■ DIRECTIONS ■
The lines you need are those holding the word "stderr"; pull them from the material.

■ SUPPLIED MATERIAL ■
──────────

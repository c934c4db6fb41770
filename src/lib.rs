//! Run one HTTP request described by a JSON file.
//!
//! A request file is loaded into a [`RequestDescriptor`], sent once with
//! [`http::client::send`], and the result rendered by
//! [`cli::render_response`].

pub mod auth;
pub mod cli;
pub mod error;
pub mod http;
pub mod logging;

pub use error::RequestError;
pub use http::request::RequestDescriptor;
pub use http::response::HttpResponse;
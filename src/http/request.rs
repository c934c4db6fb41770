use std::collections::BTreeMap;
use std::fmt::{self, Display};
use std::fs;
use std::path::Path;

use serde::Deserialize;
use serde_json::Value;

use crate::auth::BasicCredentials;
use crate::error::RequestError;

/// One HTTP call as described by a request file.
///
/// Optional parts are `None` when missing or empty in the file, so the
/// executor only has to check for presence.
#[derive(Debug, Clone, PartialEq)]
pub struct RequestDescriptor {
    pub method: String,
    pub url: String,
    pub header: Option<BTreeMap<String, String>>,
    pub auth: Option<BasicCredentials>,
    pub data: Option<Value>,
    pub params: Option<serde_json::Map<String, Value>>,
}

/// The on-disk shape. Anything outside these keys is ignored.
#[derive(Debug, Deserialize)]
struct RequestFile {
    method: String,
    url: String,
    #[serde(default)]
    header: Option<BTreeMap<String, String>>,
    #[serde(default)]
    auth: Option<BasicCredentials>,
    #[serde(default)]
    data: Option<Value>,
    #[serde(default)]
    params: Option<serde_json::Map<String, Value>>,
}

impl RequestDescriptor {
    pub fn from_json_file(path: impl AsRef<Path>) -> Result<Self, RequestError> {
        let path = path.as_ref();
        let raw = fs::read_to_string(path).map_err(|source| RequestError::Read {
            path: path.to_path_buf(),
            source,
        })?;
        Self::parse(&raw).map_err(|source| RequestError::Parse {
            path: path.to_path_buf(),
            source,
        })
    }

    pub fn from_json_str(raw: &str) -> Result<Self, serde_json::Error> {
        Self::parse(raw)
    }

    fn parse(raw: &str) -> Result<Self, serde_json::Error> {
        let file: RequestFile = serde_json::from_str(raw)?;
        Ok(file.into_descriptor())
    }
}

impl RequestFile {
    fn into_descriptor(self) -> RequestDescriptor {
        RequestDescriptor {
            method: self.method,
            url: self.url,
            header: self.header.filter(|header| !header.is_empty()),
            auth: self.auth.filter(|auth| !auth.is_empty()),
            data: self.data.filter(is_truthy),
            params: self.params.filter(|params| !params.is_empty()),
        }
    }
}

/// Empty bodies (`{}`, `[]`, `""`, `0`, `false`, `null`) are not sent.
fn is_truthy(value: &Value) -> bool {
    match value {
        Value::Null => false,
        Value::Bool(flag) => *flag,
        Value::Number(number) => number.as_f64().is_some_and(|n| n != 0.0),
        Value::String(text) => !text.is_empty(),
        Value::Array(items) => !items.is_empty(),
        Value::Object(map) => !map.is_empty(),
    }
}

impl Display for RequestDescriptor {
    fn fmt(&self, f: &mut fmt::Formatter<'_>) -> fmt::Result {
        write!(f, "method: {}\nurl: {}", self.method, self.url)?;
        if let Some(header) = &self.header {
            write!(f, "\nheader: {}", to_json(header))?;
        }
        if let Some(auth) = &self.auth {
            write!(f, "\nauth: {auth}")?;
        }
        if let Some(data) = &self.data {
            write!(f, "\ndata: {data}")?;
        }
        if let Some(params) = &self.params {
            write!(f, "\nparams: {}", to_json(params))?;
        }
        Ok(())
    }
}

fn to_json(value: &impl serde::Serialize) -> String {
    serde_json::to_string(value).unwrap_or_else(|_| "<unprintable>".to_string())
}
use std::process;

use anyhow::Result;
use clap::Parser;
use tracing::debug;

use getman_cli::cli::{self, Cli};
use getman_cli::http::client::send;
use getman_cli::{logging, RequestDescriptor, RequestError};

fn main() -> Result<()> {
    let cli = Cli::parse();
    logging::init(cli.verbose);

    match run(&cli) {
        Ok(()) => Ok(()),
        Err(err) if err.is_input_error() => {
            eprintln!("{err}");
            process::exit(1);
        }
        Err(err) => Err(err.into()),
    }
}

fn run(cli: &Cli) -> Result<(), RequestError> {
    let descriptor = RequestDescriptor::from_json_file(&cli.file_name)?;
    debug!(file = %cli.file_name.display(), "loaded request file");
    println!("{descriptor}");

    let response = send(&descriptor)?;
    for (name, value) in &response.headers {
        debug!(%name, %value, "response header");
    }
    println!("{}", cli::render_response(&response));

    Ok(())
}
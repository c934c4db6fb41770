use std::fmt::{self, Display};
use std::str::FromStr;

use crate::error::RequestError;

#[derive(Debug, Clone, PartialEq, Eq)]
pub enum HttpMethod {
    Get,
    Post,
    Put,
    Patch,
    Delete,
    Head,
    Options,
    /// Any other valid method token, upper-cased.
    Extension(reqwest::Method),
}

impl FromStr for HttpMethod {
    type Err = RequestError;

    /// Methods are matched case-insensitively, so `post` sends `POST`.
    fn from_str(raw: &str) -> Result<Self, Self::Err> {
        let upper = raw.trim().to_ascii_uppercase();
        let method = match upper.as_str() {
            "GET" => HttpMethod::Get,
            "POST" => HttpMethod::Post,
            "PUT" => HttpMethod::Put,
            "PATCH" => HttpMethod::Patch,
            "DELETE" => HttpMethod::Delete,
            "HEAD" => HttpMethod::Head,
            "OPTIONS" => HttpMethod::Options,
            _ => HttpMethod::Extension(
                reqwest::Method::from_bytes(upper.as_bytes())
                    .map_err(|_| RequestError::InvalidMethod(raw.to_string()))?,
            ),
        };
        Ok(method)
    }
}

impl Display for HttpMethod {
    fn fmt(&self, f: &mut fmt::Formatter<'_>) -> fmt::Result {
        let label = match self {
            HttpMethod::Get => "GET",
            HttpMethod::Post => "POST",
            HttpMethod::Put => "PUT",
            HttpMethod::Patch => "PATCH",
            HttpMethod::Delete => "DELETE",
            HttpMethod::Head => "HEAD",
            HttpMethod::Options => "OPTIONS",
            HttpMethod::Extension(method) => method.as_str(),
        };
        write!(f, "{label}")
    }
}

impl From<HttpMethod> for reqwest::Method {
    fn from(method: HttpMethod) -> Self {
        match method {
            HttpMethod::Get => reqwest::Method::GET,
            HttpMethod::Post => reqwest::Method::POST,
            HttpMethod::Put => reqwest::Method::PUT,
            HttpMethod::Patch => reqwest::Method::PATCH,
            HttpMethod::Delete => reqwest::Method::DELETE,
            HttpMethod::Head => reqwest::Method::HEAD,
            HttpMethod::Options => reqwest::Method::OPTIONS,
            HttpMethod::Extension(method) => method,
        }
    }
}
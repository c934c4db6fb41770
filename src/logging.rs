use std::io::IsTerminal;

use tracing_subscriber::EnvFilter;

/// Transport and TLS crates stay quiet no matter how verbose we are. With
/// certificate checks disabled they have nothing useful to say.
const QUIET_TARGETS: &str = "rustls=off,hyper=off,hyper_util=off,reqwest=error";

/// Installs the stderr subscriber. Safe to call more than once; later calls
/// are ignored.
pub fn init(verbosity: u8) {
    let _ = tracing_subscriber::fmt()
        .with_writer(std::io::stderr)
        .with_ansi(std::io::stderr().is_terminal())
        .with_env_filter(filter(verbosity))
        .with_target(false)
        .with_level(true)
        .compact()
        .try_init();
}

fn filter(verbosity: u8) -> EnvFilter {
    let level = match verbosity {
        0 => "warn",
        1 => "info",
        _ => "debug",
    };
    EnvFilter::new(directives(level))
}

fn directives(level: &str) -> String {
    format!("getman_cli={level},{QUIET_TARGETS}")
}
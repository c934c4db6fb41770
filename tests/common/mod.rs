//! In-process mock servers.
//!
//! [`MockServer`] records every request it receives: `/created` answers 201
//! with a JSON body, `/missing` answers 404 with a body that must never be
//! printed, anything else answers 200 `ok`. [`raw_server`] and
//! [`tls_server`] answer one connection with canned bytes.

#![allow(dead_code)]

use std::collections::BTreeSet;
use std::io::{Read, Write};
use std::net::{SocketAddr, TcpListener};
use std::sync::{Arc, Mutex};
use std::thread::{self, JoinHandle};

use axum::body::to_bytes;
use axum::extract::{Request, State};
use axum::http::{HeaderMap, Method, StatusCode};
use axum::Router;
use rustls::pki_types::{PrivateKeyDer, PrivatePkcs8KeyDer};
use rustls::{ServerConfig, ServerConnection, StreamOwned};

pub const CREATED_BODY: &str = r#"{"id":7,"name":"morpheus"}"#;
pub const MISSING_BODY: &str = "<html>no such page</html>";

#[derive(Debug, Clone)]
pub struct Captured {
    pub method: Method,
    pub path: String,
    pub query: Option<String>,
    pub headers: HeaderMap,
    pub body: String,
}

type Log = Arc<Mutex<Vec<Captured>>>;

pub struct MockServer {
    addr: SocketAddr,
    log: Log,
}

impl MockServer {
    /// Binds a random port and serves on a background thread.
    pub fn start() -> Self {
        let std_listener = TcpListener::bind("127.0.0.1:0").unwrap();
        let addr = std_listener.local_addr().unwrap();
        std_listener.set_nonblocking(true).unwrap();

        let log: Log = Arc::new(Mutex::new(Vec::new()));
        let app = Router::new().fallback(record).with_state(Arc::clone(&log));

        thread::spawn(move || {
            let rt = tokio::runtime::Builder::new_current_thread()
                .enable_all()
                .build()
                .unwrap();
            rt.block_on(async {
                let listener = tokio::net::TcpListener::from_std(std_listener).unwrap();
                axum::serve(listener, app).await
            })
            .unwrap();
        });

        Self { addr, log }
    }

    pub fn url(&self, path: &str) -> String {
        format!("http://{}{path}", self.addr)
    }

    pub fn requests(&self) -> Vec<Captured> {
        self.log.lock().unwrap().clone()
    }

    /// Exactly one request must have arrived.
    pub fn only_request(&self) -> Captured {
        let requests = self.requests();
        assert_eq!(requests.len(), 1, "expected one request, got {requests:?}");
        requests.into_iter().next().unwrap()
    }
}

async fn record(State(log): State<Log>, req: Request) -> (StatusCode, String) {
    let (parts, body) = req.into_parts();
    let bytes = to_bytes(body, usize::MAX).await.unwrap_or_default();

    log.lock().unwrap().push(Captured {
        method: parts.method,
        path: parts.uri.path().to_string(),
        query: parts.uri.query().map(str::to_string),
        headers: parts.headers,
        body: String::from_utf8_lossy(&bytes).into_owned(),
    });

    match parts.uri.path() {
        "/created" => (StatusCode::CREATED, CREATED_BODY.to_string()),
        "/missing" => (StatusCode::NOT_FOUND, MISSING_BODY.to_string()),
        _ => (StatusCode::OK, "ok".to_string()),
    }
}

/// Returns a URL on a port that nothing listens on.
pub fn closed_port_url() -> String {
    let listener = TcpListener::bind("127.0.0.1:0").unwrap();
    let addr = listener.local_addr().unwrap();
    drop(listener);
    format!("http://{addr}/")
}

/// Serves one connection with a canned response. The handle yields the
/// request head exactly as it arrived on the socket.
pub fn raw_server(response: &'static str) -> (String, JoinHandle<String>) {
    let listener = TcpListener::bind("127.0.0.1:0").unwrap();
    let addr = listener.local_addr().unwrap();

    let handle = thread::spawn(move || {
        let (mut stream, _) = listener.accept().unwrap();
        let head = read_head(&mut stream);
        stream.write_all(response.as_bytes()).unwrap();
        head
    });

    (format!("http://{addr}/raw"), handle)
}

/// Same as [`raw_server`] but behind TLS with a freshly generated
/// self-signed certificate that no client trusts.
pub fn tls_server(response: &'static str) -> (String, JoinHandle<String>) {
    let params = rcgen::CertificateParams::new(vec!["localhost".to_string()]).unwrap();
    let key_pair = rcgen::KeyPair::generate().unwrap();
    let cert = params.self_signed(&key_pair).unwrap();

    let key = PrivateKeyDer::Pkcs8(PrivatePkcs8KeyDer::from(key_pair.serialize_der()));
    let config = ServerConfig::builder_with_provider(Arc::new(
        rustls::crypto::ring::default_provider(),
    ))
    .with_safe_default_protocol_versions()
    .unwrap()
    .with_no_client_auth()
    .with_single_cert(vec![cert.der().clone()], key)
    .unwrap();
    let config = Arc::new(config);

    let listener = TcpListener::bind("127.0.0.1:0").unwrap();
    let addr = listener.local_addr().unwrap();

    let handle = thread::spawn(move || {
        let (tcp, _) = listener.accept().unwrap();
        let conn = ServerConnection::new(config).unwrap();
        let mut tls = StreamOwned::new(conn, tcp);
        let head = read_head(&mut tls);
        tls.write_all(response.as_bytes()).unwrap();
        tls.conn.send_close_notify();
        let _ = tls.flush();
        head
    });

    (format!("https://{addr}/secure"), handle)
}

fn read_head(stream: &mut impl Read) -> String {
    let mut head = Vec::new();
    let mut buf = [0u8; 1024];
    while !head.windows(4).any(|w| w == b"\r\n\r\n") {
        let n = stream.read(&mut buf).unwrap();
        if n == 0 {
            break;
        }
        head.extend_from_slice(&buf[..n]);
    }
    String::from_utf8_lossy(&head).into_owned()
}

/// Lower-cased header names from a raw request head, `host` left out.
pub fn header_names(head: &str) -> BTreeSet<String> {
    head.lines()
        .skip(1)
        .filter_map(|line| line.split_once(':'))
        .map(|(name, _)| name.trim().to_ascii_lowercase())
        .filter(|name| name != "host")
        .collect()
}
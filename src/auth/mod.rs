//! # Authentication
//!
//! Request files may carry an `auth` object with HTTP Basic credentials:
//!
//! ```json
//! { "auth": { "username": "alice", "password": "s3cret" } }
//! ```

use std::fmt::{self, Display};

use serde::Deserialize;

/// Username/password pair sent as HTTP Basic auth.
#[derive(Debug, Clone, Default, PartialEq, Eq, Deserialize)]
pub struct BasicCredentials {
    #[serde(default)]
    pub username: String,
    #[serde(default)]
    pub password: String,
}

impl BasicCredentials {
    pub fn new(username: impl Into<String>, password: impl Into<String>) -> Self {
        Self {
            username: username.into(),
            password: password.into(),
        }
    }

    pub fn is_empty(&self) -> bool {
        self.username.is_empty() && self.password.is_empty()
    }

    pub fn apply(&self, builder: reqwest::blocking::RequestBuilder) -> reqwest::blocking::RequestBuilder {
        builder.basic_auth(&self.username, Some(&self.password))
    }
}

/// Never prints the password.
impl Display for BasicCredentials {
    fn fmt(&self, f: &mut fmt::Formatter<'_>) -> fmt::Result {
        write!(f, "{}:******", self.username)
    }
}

──────────

■ WRITTEN ANSWER ■
/// Installs the stderr subscriber. Safe to call more than once; later calls
        .with_writer(std::io::stderr)
        .with_ansi(std::io::stderr().is_terminal())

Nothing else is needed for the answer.